Только надо поднять этот стакан… ну что поделать? С глубоким стоном Семён Львович сполз с кресла и стал шарить под столом, надеясь найти стакан, а не осколки… можно, впрочем, тогда сходить за новым, может, с самого начала так и надо было сделать? Он уже собрался подняться с пола и отправиться на кухню, как вдруг его рука наткнулась на… О чёрт, только не это!.. Семён тупо смотрел на синюю тетрадь, ставшую ещё более мятой и истрёпанной.
Я не буду больше этого читать, говорит он себе. Это какой-то модернизм, такого не только мы, такого и Твардовский издавать не стал бы! И дело даже не в том, что это антисоветчина, – Семён считал себя человеком широких взглядов и признавал, что среди антисоветских книг тоже могут встретиться талантливые или хотя бы представляющие определённый интерес, – но эту рукопись было просто невозможно читать. Бесконечные перечисления, физиологические подробности, натурализм, почти что порнография… причём грязная, противная порнография, никакого сравнения с тем фильмом, который он посмотрел, когда был в Париже. Да, там была обнажёнка, но там же была и красота! Музыка, цвет… опять же – девушки. А здесь? Зэки и вертухаи стоят и, как выражается автор, ссут в костёр. И так – две страницы. Ну ни хрена себе! Кто это вообще будет читать?
Я же читал, неожиданно сказал сам себе Семён. И даже помню, что там написано, – в отличие от собственной пьесы, про которую у меня вообще нет ни единой мысли. А эта рукопись – она, конечно, непроходная, но, может, если почитать ещё немного, там найдутся какие-нибудь интересные мысли или там художественные приёмы… что-нибудь, что можно использовать.
Семён Львович стащил со стола бутылку «Бифитера», пару раз глотнул из горлышка, уселся на ковре, поудобнее прислонившись к собственному письменному столу, и, задержав дыхание, как перед прыжком в воду, открыл проклятую тетрадь, уже сутки не дававшую ему покоя.

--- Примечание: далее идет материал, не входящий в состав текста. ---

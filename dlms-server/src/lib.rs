//! DLMS/COSEM server implementation
//!
//! This crate accepts TCP connections, runs the Wrapper or HDLC session
//! layer on each one and drives the server side of the application
//! association for the registered logical devices. Established
//! associations hand their xDLMS requests to a [`RequestHandler`].

pub mod config;
mod connection;
pub mod handler;
pub mod listener;

pub use config::{DEFAULT_PORT, HdlcConfig, Referencing, ServerConfig, SessionProtocol};
pub use handler::{ConnectionListener, RequestHandler, UnsupportedServiceHandler};
pub use listener::ServerListener;
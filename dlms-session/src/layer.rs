//! Common interface of the Wrapper and HDLC session layers

use async_trait::async_trait;
use dlms_core::DlmsResult;

/// A session layer carries complete COSEM PDUs over a transport
///
/// `receive` always yields one whole PDU: segmented HDLC transfers are
/// reassembled and wrapper payloads are read to their declared length.
#[async_trait]
pub trait SessionLayer: Send {
    async fn send(&mut self, pdu: &[u8]) -> DlmsResult<()>;

    async fn receive(&mut self) -> DlmsResult<Vec<u8>>;

    /// Release the link and close the underlying transport
    async fn close(&mut self) -> DlmsResult<()>;

    /// Client identity on the link (wrapper source port or HDLC client address)
    ///
    /// `None` until the server side has seen the first frame.
    fn client_id(&self) -> Option<u16>;

    /// Logical device addressed by the client
    fn logical_device_id(&self) -> Option<u16>;
}

/// Which session layer carries the PDUs
#[derive(Debug, Clone, Copy, PartialEq, Eq, Default)]
pub enum SessionKind {
    #[default]
    Wrapper,
    Hdlc,
}
//! HDLC address types
//!
//! Addresses use the extensible encoding of IEC 62056-46: every byte carries
//! seven address bits shifted left by one, and the least significant bit is
//! set only on the final byte. Client addresses are always one byte. Server
//! addresses are one, two or four bytes and split into an upper (logical
//! device) and a lower (physical device) part.

use bytes::BufMut;
use dlms_core::{DlmsError, DlmsResult};
use std::fmt;

/// Reserved HDLC addresses
pub mod reserved {
    pub const NO_STATION: u16 = 0x00;
    pub const CLIENT_MANAGEMENT_PROCESS: u16 = 0x01;
    pub const CLIENT_PUBLIC_CLIENT: u16 = 0x10;
    pub const CLIENT_ALL_STATION: u16 = 0x7F;
    pub const SERVER_MANAGEMENT_LOGICAL_DEVICE: u16 = 0x01;
    pub const SERVER_ALL_STATIONS_1BYTE: u16 = 0x7F;
    pub const SERVER_ALL_STATIONS_2BYTE: u16 = 0x3FFF;
}

const ONE_BYTE_MAX: u16 = 0x7F;
const TWO_BYTE_MAX: u16 = 0x3FFF;

/// HDLC address
#[derive(Debug, Clone, Copy, PartialEq, Eq, Hash)]
pub struct HdlcAddress {
    upper: u16,
    lower: Option<u16>,
    length: usize,
}

impl HdlcAddress {
    /// One-byte address (clients, or servers addressed by logical device only)
    pub fn new(upper: u16) -> DlmsResult<Self> {
        if upper > ONE_BYTE_MAX {
            return Err(DlmsError::Configuration(format!(
                "One byte HDLC address 0x{:X} exceeds 0x{:02X}",
                upper, ONE_BYTE_MAX
            )));
        }
        Ok(Self {
            upper,
            lower: None,
            length: 1,
        })
    }

    /// Server address with upper (logical) and lower (physical) part
    ///
    /// The two-byte form is used when both parts fit in seven bits, the
    /// four-byte form otherwise.
    pub fn with_lower(upper: u16, lower: u16) -> DlmsResult<Self> {
        let length = if upper <= ONE_BYTE_MAX && lower <= ONE_BYTE_MAX {
            2
        } else if upper <= TWO_BYTE_MAX && lower <= TWO_BYTE_MAX {
            4
        } else {
            return Err(DlmsError::Configuration(format!(
                "HDLC address parts 0x{:X}/0x{:X} exceed 0x{:X}",
                upper, lower, TWO_BYTE_MAX
            )));
        };
        Ok(Self {
            upper,
            lower: Some(lower),
            length,
        })
    }

    pub fn upper(&self) -> u16 {
        self.upper
    }

    pub fn lower(&self) -> Option<u16> {
        self.lower
    }

    /// Encoded length in bytes
    pub fn byte_length(&self) -> usize {
        self.length
    }

    pub fn encode_into<B: BufMut>(&self, out: &mut B) {
        match (self.length, self.lower) {
            (1, _) => out.put_u8(((self.upper as u8) << 1) | 1),
            (2, Some(lower)) => {
                out.put_u8((self.upper as u8) << 1);
                out.put_u8(((lower as u8) << 1) | 1);
            }
            (_, lower) => {
                let lower = lower.unwrap_or(0);
                out.put_u8(((self.upper >> 7) as u8 & 0x7F) << 1);
                out.put_u8((self.upper as u8 & 0x7F) << 1);
                out.put_u8(((lower >> 7) as u8 & 0x7F) << 1);
                out.put_u8(((lower as u8 & 0x7F) << 1) | 1);
            }
        }
    }

    pub fn encode(&self) -> Vec<u8> {
        let mut out = Vec::with_capacity(self.length);
        self.encode_into(&mut out);
        out
    }

    /// Decode an address from the front of `data`
    ///
    /// Returns the address and the number of bytes consumed.
    pub fn decode(data: &[u8]) -> DlmsResult<(Self, usize)> {
        let length = data
            .iter()
            .take(4)
            .position(|b| b & 0x01 == 0x01)
            .map(|i| i + 1)
            .ok_or_else(|| DlmsError::FrameInvalid("HDLC address has no end bit".to_string()))?;

        let part = |b: u8| u16::from(b >> 1);
        let address = match length {
            1 => Self {
                upper: part(data[0]),
                lower: None,
                length,
            },
            2 => Self {
                upper: part(data[0]),
                lower: Some(part(data[1])),
                length,
            },
            4 => Self {
                upper: (part(data[0]) << 7) | part(data[1]),
                lower: Some((part(data[2]) << 7) | part(data[3])),
                length,
            },
            _ => {
                return Err(DlmsError::FrameInvalid(format!(
                    "HDLC address has invalid length {}",
                    length
                )));
            }
        };
        Ok((address, length))
    }

    /// True for the broadcast address of either form
    pub fn is_all_station(&self) -> bool {
        match self.length {
            1 | 2 => self.upper == reserved::SERVER_ALL_STATIONS_1BYTE,
            _ => self.upper == reserved::SERVER_ALL_STATIONS_2BYTE,
        }
    }
}

impl fmt::Display for HdlcAddress {
    fn fmt(&self, f: &mut fmt::Formatter<'_>) -> fmt::Result {
        match self.lower {
            Some(lower) => write!(f, "{:#x}/{:#x}", self.upper, lower),
            None => write!(f, "{:#x}", self.upper),
        }
    }
}

#[cfg(test)]
mod tests {
    use super::*;

    #[test]
    fn test_client_address_one_byte() {
        let addr = HdlcAddress::new(0x10).unwrap();
        assert_eq!(addr.encode(), vec![0x21]);
        assert_eq!(HdlcAddress::decode(&[0x21]).unwrap(), (addr, 1));
        assert!(HdlcAddress::new(0x80).is_err());
    }

    #[test]
    fn test_server_address_two_bytes() {
        let addr = HdlcAddress::with_lower(0x01, 0x11).unwrap();
        assert_eq!(addr.encode(), vec![0x02, 0x23]);
        let (decoded, used) = HdlcAddress::decode(&[0x02, 0x23, 0xFF]).unwrap();
        assert_eq!(used, 2);
        assert_eq!(decoded.upper(), 0x01);
        assert_eq!(decoded.lower(), Some(0x11));
    }

    #[test]
    fn test_server_address_four_bytes() {
        let addr = HdlcAddress::with_lower(0x01, 0x3FF).unwrap();
        assert_eq!(addr.byte_length(), 4);
        let encoded = addr.encode();
        assert_eq!(encoded, vec![0x00, 0x02, 0x0E, 0xFF]);
        assert_eq!(HdlcAddress::decode(&encoded).unwrap(), (addr, 4));
    }

    #[test]
    fn test_invalid_address_lengths() {
        assert!(HdlcAddress::decode(&[0x02, 0x04, 0x07]).is_err());
        assert!(HdlcAddress::decode(&[0x02, 0x04]).is_err());
    }
}
//! A-XDR decoder for DLMS/COSEM

use dlms_core::{DlmsError, DlmsResult};

/// A-XDR decoder over a borrowed buffer
#[derive(Debug, Clone)]
pub struct AxdrDecoder<'a> {
    buffer: &'a [u8],
    position: usize,
}

impl<'a> AxdrDecoder<'a> {
    pub fn new(buffer: &'a [u8]) -> Self {
        Self { buffer, position: 0 }
    }

    pub fn position(&self) -> usize {
        self.position
    }

    pub fn remaining(&self) -> usize {
        self.buffer.len() - self.position
    }

    pub fn decode_fixed_bytes(&mut self, len: usize) -> DlmsResult<&'a [u8]> {
        if len > self.remaining() {
            return Err(DlmsError::InvalidData(format!(
                "Not enough bytes: need {}, have {}",
                len,
                self.remaining()
            )));
        }
        let start = self.position;
        self.position += len;
        Ok(&self.buffer[start..self.position])
    }

    pub fn decode_u8(&mut self) -> DlmsResult<u8> {
        Ok(self.decode_fixed_bytes(1)?[0])
    }

    pub fn decode_u16(&mut self) -> DlmsResult<u16> {
        let bytes = self.decode_fixed_bytes(2)?;
        Ok(u16::from_be_bytes([bytes[0], bytes[1]]))
    }

    pub fn decode_u32(&mut self) -> DlmsResult<u32> {
        let bytes = self.decode_fixed_bytes(4)?;
        Ok(u32::from_be_bytes([bytes[0], bytes[1], bytes[2], bytes[3]]))
    }

    pub fn decode_bool(&mut self) -> DlmsResult<bool> {
        Ok(self.decode_u8()? != 0)
    }

    /// Presence octet of an OPTIONAL component
    pub fn decode_presence(&mut self) -> DlmsResult<bool> {
        match self.decode_u8()? {
            0x00 => Ok(false),
            0x01 => Ok(true),
            other => Err(DlmsError::InvalidData(format!("Invalid presence flag 0x{:02X}", other))),
        }
    }

    pub fn decode_length(&mut self) -> DlmsResult<usize> {
        let first = self.decode_u8()?;
        if first < 0x80 {
            return Ok(first as usize);
        }
        let count = (first & 0x7F) as usize;
        if count == 0 || count > 4 {
            return Err(DlmsError::InvalidData(format!("Invalid length prefix 0x{:02X}", first)));
        }
        let bytes = self.decode_fixed_bytes(count)?;
        Ok(bytes.iter().fold(0usize, |acc, b| (acc << 8) | *b as usize))
    }

    pub fn decode_octet_string(&mut self) -> DlmsResult<&'a [u8]> {
        let len = self.decode_length()?;
        self.decode_fixed_bytes(len)
    }

    /// Fail if bytes remain after the last component
    pub fn finish(&self) -> DlmsResult<()> {
        if self.remaining() != 0 {
            return Err(DlmsError::LengthMismatch {
                declared: self.position,
                actual: self.buffer.len(),
            });
        }
        Ok(())
    }
}

#[cfg(test)]
mod tests {
    use super::*;

    #[test]
    fn test_decode_primitives() {
        let mut decoder = AxdrDecoder::new(&[0x01, 0x00, 0x04, 0xB0, 0x03, b'a', b'b', b'c']);
        assert!(decoder.decode_presence().unwrap());
        assert!(!decoder.decode_presence().unwrap());
        assert_eq!(decoder.decode_u16().unwrap(), 0x04B0);
        assert_eq!(decoder.decode_octet_string().unwrap(), b"abc");
        assert!(decoder.finish().is_ok());
    }

    #[test]
    fn test_decode_truncated() {
        let mut decoder = AxdrDecoder::new(&[0x05, 0x01]);
        assert!(decoder.decode_octet_string().is_err());
        let mut decoder = AxdrDecoder::new(&[0x02]);
        assert!(decoder.decode_presence().is_err());
    }

    #[test]
    fn test_decode_long_length() {
        let mut data = vec![0x82, 0x01, 0x00];
        data.extend(std::iter::repeat_n(0x11, 256));
        let mut decoder = AxdrDecoder::new(&data);
        assert_eq!(decoder.decode_octet_string().unwrap().len(), 256);
    }
}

Это история о любви, о любви и смерти – а значит, мы с самого начала должны смириться с тем, что так до конца и не узнаем, что же случилось. Потому что и любовь, и смерть (особенно насильственная смерть, иначе говоря – убийство) – это история, о которой всю правду знают только двое, любимый и любящий, мертвец и убийца. То, что я расскажу, – только попытка реконструкции, основанная на слухах и домыслах, на редких воспоминаниях выживших людей, называвших себя очевидцами и, возможно, вравших даже в этом: потому что немногие из тех, кто был рядом с героями этой истории, пережили тот год, когда всё началось и закончилось, – потому что год этот был безжалостен, беспощаден и жесток.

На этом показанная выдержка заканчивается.